(Stored data)
==================================================

pub mod catalog;
pub mod images;
pub mod pipeline;
pub mod runner;
pub mod source;

pub use catalog::{CatalogError, PgCatalog, PgImageStore, StoreCatalog};
pub use images::{
    download_product_images, ImageOutcome, ImageStore, ImageUploadError, IMAGE_BATCH_SIZE,
};
pub use pipeline::{run_migration, Outcome, PipelineOptions};
pub use runner::{run_for_migration, RunnerError};
pub use source::{EtsySource, MigrationSource, ShopifySource, SourceError, SourcePage};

==================================================

Find the word "pipeline" in the records and pull out each line that has it.

pub mod pipeline;
pub use pipeline::{run_migration, Outcome, PipelineOptions};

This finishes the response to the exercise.